* [What to produce] Below are the entries; return every line among them that holds the word "NaiveTime".
——————
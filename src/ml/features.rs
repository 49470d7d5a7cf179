use crate::error::{AppError, Result};
use crate::models::TrainingRow;
use ndarray::{Array1, Array2};
use serde::{Deserialize, Serialize};
use std::collections::{BTreeSet, HashMap};

/// Hour-of-day column
pub const HOUR_COLUMN: &str = "hora";
/// ISO weekday column (1-7)
pub const WEEKDAY_COLUMN: &str = "dia_semana";
/// Calendar month column
pub const MONTH_COLUMN: &str = "mes";
/// Prefix of one-hot incident type columns
pub const TYPE_PREFIX: &str = "tipo_";
/// Prefix of one-hot location columns
pub const LOCATION_PREFIX: &str = "ubicacion_";

/// Ordered list of feature columns a classifier was fit on.
///
/// Any inference-time row must go through [`FeatureSchema::reindex`] so the
/// vector handed to the classifier has exactly these columns in this order.
#[derive(Debug, Clone, Serialize, Deserialize, PartialEq, Eq)]
pub struct FeatureSchema {
    columns: Vec<String>,
}

impl FeatureSchema {
    pub fn new(columns: Vec<String>) -> Self {
        Self { columns }
    }

    pub fn columns(&self) -> &[String] {
        &self.columns
    }

    pub fn len(&self) -> usize {
        self.columns.len()
    }

    pub fn is_empty(&self) -> bool {
        self.columns.is_empty()
    }

    /// Project a named feature row onto this schema.
    ///
    /// Columns missing from the row are 0.0, columns the schema does not
    /// know are dropped. Never fails.
    pub fn reindex(&self, row: &FeatureRow) -> Vec<f64> {
        self.columns
            .iter()
            .map(|column| row.get(column).unwrap_or(0.0))
            .collect()
    }

    /// Reindex a single row into a `1 × n_columns` matrix
    pub fn reindex_matrix(&self, row: &FeatureRow) -> Result<Array2<f64>> {
        let values = self.reindex(row);
        Array2::from_shape_vec((1, values.len()), values)
            .map_err(|e| AppError::Model(format!("Failed to create feature array: {}", e)))
    }
}

/// Sparse named feature values for one incident
#[derive(Debug, Clone, Default, PartialEq)]
pub struct FeatureRow {
    values: HashMap<String, f64>,
}

impl FeatureRow {
    pub fn new() -> Self {
        Self::default()
    }

    /// Row for a (possibly synthetic) incident: temporal values plus the
    /// one-hot columns of its type and location
    pub fn for_incident(
        hour: u32,
        weekday: u32,
        month: u32,
        incident_type: &str,
        location: &str,
    ) -> Self {
        let mut row = Self::new();
        row.set(HOUR_COLUMN, f64::from(hour));
        row.set(WEEKDAY_COLUMN, f64::from(weekday));
        row.set(MONTH_COLUMN, f64::from(month));
        row.set(type_column(incident_type), 1.0);
        row.set(location_column(location), 1.0);
        row
    }

    pub fn set(&mut self, column: impl Into<String>, value: f64) {
        self.values.insert(column.into(), value);
    }

    pub fn get(&self, column: &str) -> Option<f64> {
        self.values.get(column).copied()
    }

    pub fn len(&self) -> usize {
        self.values.len()
    }

    pub fn is_empty(&self) -> bool {
        self.values.is_empty()
    }
}

pub fn type_column(incident_type: &str) -> String {
    format!("{}{}", TYPE_PREFIX, incident_type)
}

pub fn location_column(location: &str) -> String {
    format!("{}{}", LOCATION_PREFIX, location)
}

/// Encoded training matrix with its schema and target labels
#[derive(Debug, Clone)]
pub struct EncodedDataset {
    pub schema: FeatureSchema,
    pub features: Array2<f64>,
    pub labels: Array1<i64>,
}

impl EncodedDataset {
    pub fn n_samples(&self) -> usize {
        self.features.nrows()
    }

    pub fn n_features(&self) -> usize {
        self.features.ncols()
    }
}

/// One-hot encode historical incidents.
///
/// Temporal columns come first, followed by the sorted `tipo_*` columns and
/// the sorted `ubicacion_*` columns. The target (risk level) is kept apart.
pub fn encode_training_rows(rows: &[TrainingRow]) -> Result<EncodedDataset> {
    if rows.is_empty() {
        return Err(AppError::Model(
            "Cannot encode an empty training set".to_string(),
        ));
    }

    let types: BTreeSet<&str> = rows.iter().map(|r| r.incident_type.as_str()).collect();
    let locations: BTreeSet<&str> = rows.iter().map(|r| r.location.as_str()).collect();

    let mut columns = vec![
        HOUR_COLUMN.to_string(),
        WEEKDAY_COLUMN.to_string(),
        MONTH_COLUMN.to_string(),
    ];
    columns.extend(types.iter().map(|t| type_column(t)));
    columns.extend(locations.iter().map(|l| location_column(l)));

    let schema = FeatureSchema::new(columns);
    let mut features = Array2::zeros((rows.len(), schema.len()));

    for (i, row) in rows.iter().enumerate() {
        let encoded = schema.reindex(&FeatureRow::for_incident(
            row.hour(),
            row.weekday(),
            row.month(),
            &row.incident_type,
            &row.location,
        ));
        for (j, value) in encoded.into_iter().enumerate() {
            features[[i, j]] = value;
        }
    }

    let labels = rows.iter().map(|r| r.risk_level_id).collect::<Array1<i64>>();

    Ok(EncodedDataset {
        schema,
        features,
        labels,
    })
}
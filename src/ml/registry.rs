use crate::error::Result;
use crate::ml::models::{FrequencyTable, TrainedModel};
use crate::state::ModelStore;
use chrono::{DateTime, Utc};
use std::sync::Arc;
use tracing::warn;

/// Which frequency table of a delegation
#[derive(Debug, Clone, Copy, PartialEq, Eq)]
pub enum FrequencyKind {
    Types,
    Locations,
}

impl FrequencyKind {
    fn prefix(&self) -> &'static str {
        match self {
            FrequencyKind::Types => "types",
            FrequencyKind::Locations => "locations",
        }
    }
}

/// Typed access to the model store.
///
/// Each delegation owns three independent entries: `model:<id>`,
/// `types:<id>` and `locations:<id>`. Writes overwrite unconditionally.
#[derive(Clone)]
pub struct ModelRegistry {
    store: Arc<dyn ModelStore>,
}

impl ModelRegistry {
    pub fn new(store: Arc<dyn ModelStore>) -> Self {
        Self { store }
    }

    pub fn model_key(delegation_id: i64) -> String {
        format!("model:{}", delegation_id)
    }

    pub fn frequency_key(kind: FrequencyKind, delegation_id: i64) -> String {
        format!("{}:{}", kind.prefix(), delegation_id)
    }

    /// Persisted model of a delegation together with when it was written
    pub async fn load_model(
        &self,
        delegation_id: i64,
    ) -> Result<Option<(TrainedModel, DateTime<Utc>)>> {
        let key = Self::model_key(delegation_id);
        let Some(bytes) = self.store.get(&key).await? else {
            return Ok(None);
        };
        let Some(stored_at) = self.store.last_modified(&key).await? else {
            warn!(delegation_id, key = %key, "Model entry has no write timestamp, ignoring it");
            return Ok(None);
        };

        let model: TrainedModel = bincode::deserialize(&bytes)?;
        Ok(Some((model, stored_at)))
    }

    pub async fn save_model(&self, model: &TrainedModel) -> Result<()> {
        let bytes = bincode::serialize(model)?;
        self.store
            .put(&Self::model_key(model.delegation_id), bytes)
            .await
    }

    pub async fn load_frequencies(
        &self,
        kind: FrequencyKind,
        delegation_id: i64,
    ) -> Result<Option<FrequencyTable>> {
        match self
            .store
            .get(&Self::frequency_key(kind, delegation_id))
            .await?
        {
            Some(bytes) => Ok(Some(bincode::deserialize(&bytes)?)),
            None => Ok(None),
        }
    }

    pub async fn save_frequencies(
        &self,
        kind: FrequencyKind,
        delegation_id: i64,
        table: &FrequencyTable,
    ) -> Result<()> {
        let bytes = bincode::serialize(table)?;
        self.store
            .put(&Self::frequency_key(kind, delegation_id), bytes)
            .await
    }

    /// Drop every entry of a delegation
    pub async fn remove_all(&self, delegation_id: i64) -> Result<()> {
        self.store.remove(&Self::model_key(delegation_id)).await?;
        for kind in [FrequencyKind::Types, FrequencyKind::Locations] {
            self.store
                .remove(&Self::frequency_key(kind, delegation_id))
                .await?;
        }
        Ok(())
    }
}

#[cfg(test)]
mod tests {
    use super::*;
    use crate::state::InMemoryModelStore;

    #[test]
    fn test_keys() {
        assert_eq!(ModelRegistry::model_key(4), "model:4");
        assert_eq!(
            ModelRegistry::frequency_key(FrequencyKind::Types, 4),
            "types:4"
        );
        assert_eq!(
            ModelRegistry::frequency_key(FrequencyKind::Locations, 4),
            "locations:4"
        );
    }

    #[tokio::test]
    async fn test_frequency_roundtrip() {
        let registry = ModelRegistry::new(Arc::new(InMemoryModelStore::new()));
        let table = FrequencyTable::from_counts(vec![("Robo", 4), ("Asalto", 1)]);

        assert!(registry
            .load_frequencies(FrequencyKind::Types, 1)
            .await
            .unwrap()
            .is_none());

        registry
            .save_frequencies(FrequencyKind::Types, 1, &table)
            .await
            .unwrap();

        let loaded = registry
            .load_frequencies(FrequencyKind::Types, 1)
            .await
            .unwrap();
        assert_eq!(loaded, Some(table));
        assert!(registry
            .load_frequencies(FrequencyKind::Locations, 1)
            .await
            .unwrap()
            .is_none());
    }

    #[tokio::test]
    async fn test_missing_model() {
        let registry = ModelRegistry::new(Arc::new(InMemoryModelStore::new()));
        assert!(registry.load_model(9).await.unwrap().is_none());
    }

    /// Store that keeps bytes but never reports when they were written
    struct UntimedStore(InMemoryModelStore);

    #[async_trait::async_trait]
    impl ModelStore for UntimedStore {
        async fn get(&self, key: &str) -> Result<Option<Vec<u8>>> {
            self.0.get(key).await
        }

        async fn put(&self, key: &str, value: Vec<u8>) -> Result<()> {
            self.0.put(key, value).await
        }

        async fn exists(&self, key: &str) -> Result<bool> {
            self.0.exists(key).await
        }

        async fn last_modified(&self, _key: &str) -> Result<Option<DateTime<Utc>>> {
            Ok(None)
        }

        async fn remove(&self, key: &str) -> Result<()> {
            self.0.remove(key).await
        }
    }

    #[tokio::test]
    async fn test_model_without_timestamp_is_absent() {
        let store = Arc::new(UntimedStore(InMemoryModelStore::new()));
        store.put("model:4", vec![1, 2, 3]).await.unwrap();

        let registry = ModelRegistry::new(store);
        assert!(registry.load_model(4).await.unwrap().is_none());
    }

    #[tokio::test]
    async fn test_corrupt_model_is_an_error() {
        let store = Arc::new(InMemoryModelStore::new());
        store.put("model:2", vec![0xde, 0xad]).await.unwrap();

        let registry = ModelRegistry::new(store);
        assert!(registry.load_model(2).await.is_err());
    }
}
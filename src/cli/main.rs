use anyhow::{Context, Result};
use clap::{Parser, Subcommand};
use reqwest::{Client, Response};
use serde_json::json;

#[derive(Parser)]
#[command(name = "risk-forecast-cli")]
#[command(about = "Risk Forecast CLI", long_about = None)]
struct Cli {
    #[arg(short, long, env = "RISK_FORECAST_ENDPOINT", default_value = "http://localhost:5000")]
    endpoint: String,

    #[command(subcommand)]
    command: Commands,
}

#[derive(Subcommand)]
enum Commands {
    /// List delegations
    Delegations,

    /// Historical or forecast incidents for a delegation
    Incidents {
        #[arg(short, long)]
        delegation: i64,

        /// YYYY-MM-DD, or YYYY-MM for monthly queries
        #[arg(short = 'D', long)]
        date: Option<String>,

        /// day, week or month
        #[arg(short, long, default_value = "day")]
        period: String,
    },

    /// Risk-zone shares for the last 30 days
    Zones,

    /// Daily per-risk counts for a delegation
    Stats {
        #[arg(short, long)]
        delegation: i64,

        #[arg(short = 'n', long, default_value = "30")]
        dias: i64,
    },

    /// Forecast risk counts for the coming days
    Estimates {
        #[arg(short, long)]
        delegation: i64,

        #[arg(short = 'n', long, default_value = "7")]
        dias: i64,
    },

    /// Train a delegation's model now
    Train {
        #[arg(value_name = "DELEGATION_ID")]
        delegation: i64,
    },

    /// Confirm or correct a forecast incident
    Feedback {
        #[arg(value_name = "INCIDENT_ID")]
        id: String,

        #[arg(short, long)]
        delegation: i64,

        #[arg(short, long)]
        tipo: String,

        #[arg(short, long)]
        ubicacion: String,

        #[arg(short, long)]
        fecha: String,

        #[arg(short = 'H', long)]
        hora: String,

        #[arg(short, long)]
        risk_level: i64,

        /// Mark the forecast as not confirmed
        #[arg(long)]
        rejected: bool,
    },

    /// Promote confirmed forecasts into the incident history
    Migrate,

    /// Check server health
    Health,
}

#[tokio::main]
async fn main() -> Result<()> {
    let cli = Cli::parse();
    let client = Client::new();
    let endpoint = cli.endpoint.trim_end_matches('/');

    let response = match cli.command {
        Commands::Delegations => client.get(format!("{}/delegaciones", endpoint)).send().await,

        Commands::Incidents {
            delegation,
            date,
            period,
        } => {
            let mut query = vec![
                ("delegacion_id", delegation.to_string()),
                ("periodo", period),
            ];
            if let Some(date) = date {
                query.push(("fecha", date));
            }
            client
                .get(format!("{}/incidentes", endpoint))
                .query(&query)
                .send()
                .await
        }

        Commands::Zones => {
            client
                .get(format!("{}/api/zonas_riesgo", endpoint))
                .send()
                .await
        }

        Commands::Stats { delegation, dias } => {
            client
                .get(format!("{}/estadisticas_historicas", endpoint))
                .query(&[("delegacion_id", delegation), ("dias", dias)])
                .send()
                .await
        }

        Commands::Estimates { delegation, dias } => {
            client
                .get(format!("{}/api/estimaciones_riesgo", endpoint))
                .query(&[("delegacion_id", delegation), ("dias", dias)])
                .send()
                .await
        }

        Commands::Train { delegation } => {
            client
                .post(format!("{}/modelos/{}/entrenar", endpoint, delegation))
                .send()
                .await
        }

        Commands::Feedback {
            id,
            delegation,
            tipo,
            ubicacion,
            fecha,
            hora,
            risk_level,
            rejected,
        } => {
            client
                .post(format!("{}/retroalimentacion", endpoint))
                .json(&json!({
                    "incidente_id": id,
                    "delegacion_id": delegation,
                    "tipo": tipo,
                    "ubicacion": ubicacion,
                    "fecha": fecha,
                    "hora": hora,
                    "nivel_riesgo_id": risk_level,
                    "confirmado": !rejected,
                }))
                .send()
                .await
        }

        Commands::Migrate => {
            client
                .post(format!("{}/migrar_predicciones", endpoint))
                .send()
                .await
        }

        Commands::Health => client.get(format!("{}/health", endpoint)).send().await,
    }
    .with_context(|| format!("request to {} failed", endpoint))?;

    print_body(response).await
}

async fn print_body(response: Response) -> Result<()> {
    let status = response.status();
    let body: serde_json::Value = response
        .json()
        .await
        .context("response body is not JSON")?;
    println!("{}", serde_json::to_string_pretty(&body)?);

    if !status.is_success() {
        anyhow::bail!("server returned {}", status);
    }
    Ok(())
}
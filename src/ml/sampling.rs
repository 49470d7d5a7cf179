//! Random draws used to synthesize incidents.
//!
//! Every function takes the generator explicitly so callers decide between
//! an entropy-seeded source in production and a fixed seed in tests.

use crate::error::{AppError, Result};
use crate::ml::models::FrequencyTable;
use rand::distributions::{Distribution, WeightedIndex};
use rand::seq::SliceRandom;
use rand::Rng;

/// Weighted-random draw over the values of a frequency table
#[derive(Debug, Clone)]
pub struct WeightedSampler {
    values: Vec<String>,
    index: WeightedIndex<u64>,
}

impl WeightedSampler {
    /// `None` when the table is empty or every weight is zero
    pub fn from_table(table: &FrequencyTable) -> Option<Self> {
        if table.is_degenerate() {
            return None;
        }
        let index = WeightedIndex::new(table.entries().iter().map(|(_, c)| *c)).ok()?;
        let values = table.values().map(str::to_string).collect();
        Some(Self { values, index })
    }

    pub fn sample<R: Rng + ?Sized>(&self, rng: &mut R) -> &str {
        &self.values[self.index.sample(rng)]
    }

    pub fn values(&self) -> &[String] {
        &self.values
    }
}

/// Hour-of-day distribution
#[derive(Debug, Clone)]
pub struct HourProfile {
    index: WeightedIndex<u32>,
}

impl HourProfile {
    pub fn new(weights: &[u32]) -> Result<Self> {
        if weights.len() != 24 {
            return Err(AppError::Configuration(format!(
                "Hour profile needs 24 weights, got {}",
                weights.len()
            )));
        }
        let index = WeightedIndex::new(weights)
            .map_err(|e| AppError::Configuration(format!("Invalid hour profile: {}", e)))?;
        Ok(Self { index })
    }

    /// Hour in `0..24`
    pub fn sample_hour<R: Rng + ?Sized>(&self, rng: &mut R) -> u32 {
        self.index.sample(rng) as u32
    }
}

/// Minute in `0..60`
pub fn sample_minute<R: Rng + ?Sized>(rng: &mut R) -> u32 {
    rng.gen_range(0..60)
}

/// Uniform pick from a slice
pub fn uniform_choice<'a, T, R: Rng + ?Sized>(items: &'a [T], rng: &mut R) -> Option<&'a T> {
    items.choose(rng)
}

/// Number of incidents for one day, inclusive on both ends
pub fn draw_count<R: Rng + ?Sized>(range: (u32, u32), rng: &mut R) -> u32 {
    let (min, max) = range;
    if min >= max {
        return min;
    }
    rng.gen_range(min..=max)
}

/// Synthetic identifier: prefix followed by five random digits
pub fn synthetic_id<R: Rng + ?Sized>(prefix: &str, rng: &mut R) -> String {
    format!("{}{}", prefix, rng.gen_range(10000..=99999))
}
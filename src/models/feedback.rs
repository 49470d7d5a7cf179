use chrono::{NaiveDate, NaiveTime};
use serde::{Deserialize, Serialize};

/// A synthetic incident confirmed or corrected by an operator, staged for
/// promotion into the historical incident table
#[derive(Debug, Clone, Serialize, Deserialize, PartialEq)]
pub struct ConfirmedPrediction {
    /// Synthetic identifier of the prediction, e.g. `pred-48213`
    pub prediction_id: String,
    pub delegation_id: i64,
    pub incident_type: String,
    pub location: String,
    pub date: NaiveDate,
    pub time: NaiveTime,
    pub risk_level_id: i64,
    pub confirmed: bool,
    pub migrated: bool,
}

/// Result of promoting staged predictions into historical incidents
#[derive(Debug, Clone, Default, Serialize, Deserialize, PartialEq)]
pub struct MigrationOutcome {
    /// Number of rows copied into the incident table
    pub migrated: u64,

    /// Delegations that received new rows, ascending
    pub delegation_ids: Vec<i64>,
}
——————
* [Written response]
use chrono::{NaiveDate, NaiveTime};
    pub time: NaiveTime,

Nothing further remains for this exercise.